One cell's response
(Brief methods: To look at whether a given breath is responsive, I segmented the recordings into breaths, and fit each breath to a standard breath length (if a given breath was longer than the average breath length, I deleted all spikes after the end of the standard breath; if a given breath was shorter, I assumed the rest of the time included no spikes). To quantify whether breaths were "responsive," I compared a breath's tonic firing rate to the control, pre-odor breaths (using ANOVA with p<0.05, and Tukey's post-hoc testing); and I tested whether the "phase" or timing of the breath differed from the pre-firing rate (using a Kolmogorov Smirnov test; here I used p<0.02 as the threshold for significance as using p<0.05 yielded many false positives when comparing different control breaths). And when I looked at the data, it was obvious that some cells had strikingly different codes for the first breath versus later breaths.)

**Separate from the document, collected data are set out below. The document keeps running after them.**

//! Bar animation
//!
//! Every column runs its own triangle wave through the bar levels:
//! `0, 1, ..., 7, 6, ..., 1, 0, 1, ...`. Columns are either laid out one per
//! segment slot, or packed several to a cell using the distribution table.

use heapless::Vec;
use vfdmeter_hal::Transport;
use vfdmeter_protocol::{NUM_CELLS, SEGMENTS_PER_CELL};

use super::Workload;
use crate::display::Display;
use crate::framebuffer::Framebuffer;
use crate::glyph::{bar_glyph, distribution, EMPTY, LEVELS};

/// Most columns the display can hold (one per segment slot)
pub const MAX_COLUMNS: usize = NUM_CELLS * SEGMENTS_PER_CELL;

/// Phase period of the triangle wave
pub const PERIOD: u8 = 2 * (LEVELS as u8 - 1);

/// Column placement policy
#[derive(Debug, Clone, Copy, PartialEq, Eq, Default)]
#[cfg_attr(feature = "defmt", derive(defmt::Format))]
pub enum Layout {
    /// Column `i` drives segment slot `i % 5` of cell `i / 5`
    Simple,
    /// Columns share cells, spread by the distribution table
    #[default]
    Packed,
}

/// Level shown for a phase value
pub fn level_for_phase(phase: u8) -> u8 {
    let phase = phase % PERIOD;
    if (phase as usize) < LEVELS {
        phase
    } else {
        PERIOD - phase
    }
}

/// Whether every column gets a slot in the packed layout
///
/// Up to `NUM_CELLS` columns take one cell each; past that the count must be
/// a whole number of columns per cell or the trailing columns are dropped.
pub fn packs_evenly(columns: usize) -> bool {
    columns <= NUM_CELLS || (columns <= MAX_COLUMNS && columns % NUM_CELLS == 0)
}

#[cfg(feature = "defmt")]
fn warn_if_uneven(columns: usize, layout: Layout) {
    if layout == Layout::Packed && !packs_evenly(columns) {
        defmt::warn!("{} packed bar columns do not fill the cells evenly", columns);
    }
}

/// Independently animated bar columns
#[derive(Debug, Clone)]
pub struct BarAnimation {
    phases: Vec<u8, MAX_COLUMNS>,
    layout: Layout,
}

impl BarAnimation {
    /// Create with explicit starting phases (reduced modulo the period)
    ///
    /// Phases past `MAX_COLUMNS` are dropped.
    pub fn with_phases(phases: &[u8], layout: Layout) -> Self {
        let phases = phases
            .iter()
            .take(MAX_COLUMNS)
            .map(|p| p % PERIOD)
            .collect();
        Self { phases, layout }
    }

    /// Create `columns` bars starting at scattered levels
    pub fn seeded(columns: usize, layout: Layout, seed: u32) -> Self {
        // xorshift32 must not start at zero
        let mut state = seed | 1;
        let mut phases = Vec::new();
        for _ in 0..columns.min(MAX_COLUMNS) {
            state ^= state << 13;
            state ^= state >> 17;
            state ^= state << 5;
            let _ = phases.push((state % LEVELS as u32) as u8);
        }
        #[cfg(feature = "defmt")]
        warn_if_uneven(columns, layout);
        Self { phases, layout }
    }

    /// Number of animated columns
    pub fn columns(&self) -> usize {
        self.phases.len()
    }

    /// Placement policy
    pub fn layout(&self) -> Layout {
        self.layout
    }

    /// Move every column one phase forward
    pub fn advance(&mut self) {
        for phase in self.phases.iter_mut() {
            *phase = (*phase + 1) % PERIOD;
        }
    }

    /// Current level of each column
    pub fn levels(&self) -> impl Iterator<Item = u8> + '_ {
        self.phases.iter().map(|&p| level_for_phase(p))
    }

    /// Columns per cell for the packed layout
    fn columns_per_cell(&self) -> usize {
        (self.phases.len() / NUM_CELLS).clamp(1, SEGMENTS_PER_CELL)
    }

    /// Draw the current levels into the framebuffer
    pub fn render(&self, fb: &mut Framebuffer) {
        match self.layout {
            Layout::Simple => {
                for (column, level) in self.levels().enumerate() {
                    fb.set(
                        column / SEGMENTS_PER_CELL,
                        column % SEGMENTS_PER_CELL,
                        bar_glyph(level),
                    );
                }
            }
            Layout::Packed => {
                let per_cell = self.columns_per_cell();
                let slots = distribution(per_cell);

                for (column, level) in self.levels().enumerate() {
                    let cell = column / per_cell;
                    if cell >= NUM_CELLS {
                        break;
                    }
                    let sub = (column % per_cell) as u8;

                    for (slot, owner) in slots.iter().enumerate() {
                        match owner {
                            None => {
                                fb.set(cell, slot, EMPTY);
                            }
                            Some(owner) if *owner == sub => {
                                fb.set(cell, slot, bar_glyph(level));
                            }
                            Some(_) => {}
                        }
                    }
                }
            }
        }
    }
}

impl<T: Transport> Workload<T> for BarAnimation {
    fn execute(&mut self, display: &mut Display<T>) {
        self.advance();
        self.render(display.framebuffer_mut());

        let _ = display.flush_framebuffer();
        let _ = display.show_all_cells();
    }
}
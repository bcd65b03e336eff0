//! VFD Wire Protocol
//!
//! This crate defines the command bytes understood by 8-digit 5x7 dot-matrix
//! VFD controllers and the encoders that turn display data into command
//! buffers. It performs no I/O.
//!
//! # Memory model
//!
//! The controller keeps two memories:
//! ```text
//! ┌──────────────┐  address   ┌──────────────────────────────┐
//! │ DCRAM        │ ─────────► │ character ROM (ASCII) or     │
//! │ 1 byte/cell  │            │ CGRAM (user patterns 0..7)   │
//! └──────────────┘            └──────────────────────────────┘
//! ```
//! - **DCRAM** (`0x20 + begin`) selects which pattern each cell shows.
//! - **CGRAM** (`0x40 + begin`) loads raw 5-byte column patterns.
//!
//! The two spaces must never be mixed: writing patterns through the DCRAM
//! command shows garbage characters, and the reverse corrupts user glyphs.

#![cfg_attr(not(test), no_std)]
#![deny(unsafe_code)]

pub mod command;

pub use command::{
    address_window, dimming, grid_write, lightness, mode_set, show, Command, ADDRESS_WINDOW_BASE,
    GRID_WRITE_BASE, MAX_COMMAND_LEN,
};

/// Number of character cells on the display
pub const NUM_CELLS: usize = 8;

/// Column bytes per cell (5x7 matrix, one byte per column)
pub const SEGMENTS_PER_CELL: usize = 5;

/// Highest valid cell index
pub const MAX_CELL_INDEX: usize = NUM_CELLS - 1;

/// Raw segment pattern of one cell
pub type Cell = [u8; SEGMENTS_PER_CELL];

One example is shown below (this is the same neuron-odor pair from the previous post, albeit different trials). The top panel shows the PSTH of the cell's response to amyl acetate, with 40ms bins. You can see that before odor presentation, the neuron fired irrespective of phase. During the first sniff of the odor, there was a strong, transient burst of activity in the middle of the breathing cycle. However, in the subsequent sniffs, the cell was inhibited.
To look at the phasic changes, I plotted (for ten trials) the cumulative spike times for control breaths and breaths during the odor (bottom panel, above). Before the odor, the spikes occur without phase bias (black line), while during the first breath you can see that most spikes come between 150-200ms of the breathing cycle. However, on the second breath, the phasic nature of the response has begun to dissipate.

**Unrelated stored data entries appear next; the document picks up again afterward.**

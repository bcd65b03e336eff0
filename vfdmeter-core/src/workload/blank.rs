//! Blank workload

use vfdmeter_hal::Transport;

use super::Workload;
use crate::display::Display;

/// Shows spaces on every cell
#[derive(Debug, Clone, Copy, Default)]
pub struct Blank;

impl<T: Transport> Workload<T> for Blank {
    fn execute(&mut self, display: &mut Display<T>) {
        let _ = display.clear();
    }
}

Population changes in the odor code
The transformation between the first and second breath can take many forms. The example above shows a neuron that switches from a strong, phasic, excitatory response to an inhibitory response. Many other neurons are inhibited during the first breath but not afterward. Below is a more subtle example, where the neuron does not respond to ethyl butyrate during the first sniff. However, on the subsequent sniffs, the timing of the response shifts to earlier in the breathing cycle.
|This cell appears to not respond during the first breath, but has a phasic response during later breaths.|
When I showed this to my boss he was not impressed, and said they had already showed this in a previous paper. And indeed, buried in three panels of Fig. 4, they did show something similar (below). There are some significant differences, though. First, those experiments were in anesthetized animals, rather than awake animals. Second, I've shown that individual cells use strikingly different codes between breaths. Third, they did not create their population vector to consider a cell's firing as a whole. This could change the interpretation of the results. In any case, asking around the lab, no one seemed to remember this was even in the paper.

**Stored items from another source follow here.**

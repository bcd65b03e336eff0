//! Blocking SPI transport to the VFD controller
//!
//! The RP2040 SPI block only shifts MSB first, so LSB-first wiring is
//! handled by reversing each byte before it goes out. Chip select is a plain
//! GPIO so setup and hold times can be honoured around every buffer.

use defmt::*;
use embassy_rp::gpio::Output;
use embassy_rp::spi::{self, Blocking, Spi};
use embassy_time::{block_for, Duration};
use heapless::Vec;

use vfdmeter_hal::{BitOrder, Phase, Polarity, Transport, TransportConfig};
use vfdmeter_protocol::MAX_COMMAND_LEN;

/// Lowest clock the SPI prescalers reach from a 125 MHz peripheral clock
pub const MIN_FREQUENCY_HZ: u32 = 2_000;

/// Highest clock the SPI block supports (clk_peri / 2)
pub const MAX_FREQUENCY_HZ: u32 = 62_500_000;

/// Transport errors
#[derive(Debug, Clone, Copy, PartialEq, Eq, Format)]
pub enum TransportError {
    /// Requested clock outside the supported range
    UnsupportedFrequency,
    /// The SPI peripheral reported a failure
    Bus,
}

/// SPI peripheral plus chip-select pin
pub struct SpiTransport<'d, T: spi::Instance> {
    spi: Spi<'d, T, Blocking>,
    cs: Output<'d>,
    config: TransportConfig,
}

impl<'d, T: spi::Instance> SpiTransport<'d, T> {
    /// Take ownership of an initialized SPI and an idle-high CS pin
    pub fn new(spi: Spi<'d, T, Blocking>, cs: Output<'d>) -> Self {
        Self {
            spi,
            cs,
            config: TransportConfig::default(),
        }
    }

    /// Write bytes in the configured bit order
    fn write_ordered(&mut self, bytes: &[u8]) -> Result<(), TransportError> {
        match self.config.bit_order {
            BitOrder::MsbFirst => self
                .spi
                .blocking_write(bytes)
                .map_err(|_| TransportError::Bus),
            BitOrder::LsbFirst => {
                for chunk in bytes.chunks(MAX_COMMAND_LEN) {
                    let reversed: Vec<u8, MAX_COMMAND_LEN> =
                        chunk.iter().map(|b| b.reverse_bits()).collect();
                    self.spi
                        .blocking_write(&reversed)
                        .map_err(|_| TransportError::Bus)?;
                }
                Ok(())
            }
        }
    }
}

/// Translate bus settings into the SPI block's configuration
fn spi_config(config: &TransportConfig) -> Result<spi::Config, TransportError> {
    if !(MIN_FREQUENCY_HZ..=MAX_FREQUENCY_HZ).contains(&config.frequency_hz) {
        return Err(TransportError::UnsupportedFrequency);
    }

    let (polarity, phase) = config.mode.into();

    let mut cfg = spi::Config::default();
    cfg.frequency = config.frequency_hz;
    cfg.polarity = match polarity {
        Polarity::IdleLow => spi::Polarity::IdleLow,
        Polarity::IdleHigh => spi::Polarity::IdleHigh,
    };
    cfg.phase = match phase {
        Phase::CaptureOnFirstTransition => spi::Phase::CaptureOnFirstTransition,
        Phase::CaptureOnSecondTransition => spi::Phase::CaptureOnSecondTransition,
    };
    Ok(cfg)
}

impl<T: spi::Instance> Transport for SpiTransport<'_, T> {
    type Error = TransportError;

    fn configure(&mut self, config: &TransportConfig) -> Result<(), Self::Error> {
        let cfg = spi_config(config)?;
        self.spi.set_config(&cfg);
        self.config = *config;
        debug!("SPI configured: {}", config);
        Ok(())
    }

    fn send(&mut self, bytes: &[u8]) -> Result<(), Self::Error> {
        if bytes.is_empty() {
            return Ok(());
        }

        self.cs.set_low();
        block_for(Duration::from_micros(self.config.cs_setup_us as u64));

        let result = self.write_ordered(bytes);

        block_for(Duration::from_micros(self.config.cs_hold_us as u64));
        self.cs.set_high();

        if result.is_err() {
            trace!("SPI write of {} bytes failed", bytes.len());
        }
        result
    }
}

|The velocity of the population representation is highest during the first odor and post-odor breaths. A. The population vector contains the firing of each cell in a given time-bin. B. Cross-correlation and distance for the population during a given odor. C. The velocity of the population vector (how much the distance changes) is highest at the beginning and end of odor presentation.|
From Bathellier, et al, 2008.
These results also gave me an idea for an experiment to test whether the difference in coding is perceptually important. It is now possible to stimulate the olfactory epithelium via Channelrhodopsin while mice sniff (using an OMP-ChR2 line), which makes it possible to mask an odor response with olfactory white noise. To test how important different sniffs are to perception, you would start by establishing the detection threshold for an odor. Then you could measure the detection threshold while masking either the first or second sniff with the olfactory noise. There are a few possible results. First, the threshold might not change at all, as both the first and second sniff contain sufficient information to detect an odor. Second, the sensitivity could be equally decreased when either sniff is blocked. This would also imply their is equal information in each sniff. The third possibility is that masking the first sniff would decrease sensitivity far more than masking the second sniff (which is what I expect). It has been shown that mice and humans can detect odors in a single sniff. And in daily life, no odor is as strong as its first whiff. The difference in odor coding between the first and second sniff might be one step towards explaining why.
While this is pretty basic analysis, I had to perform this en route to doing more sophisticated comparisons while trying to measure a form of plasticity in the odor code. This is also the first complete data I've shown from this lab. I would appreciate any feedback on this, as it's always useful to get a perspective outside the insular confines of a lab. Were the figures legible? The analysis convincing? Or is this entirely un-novel?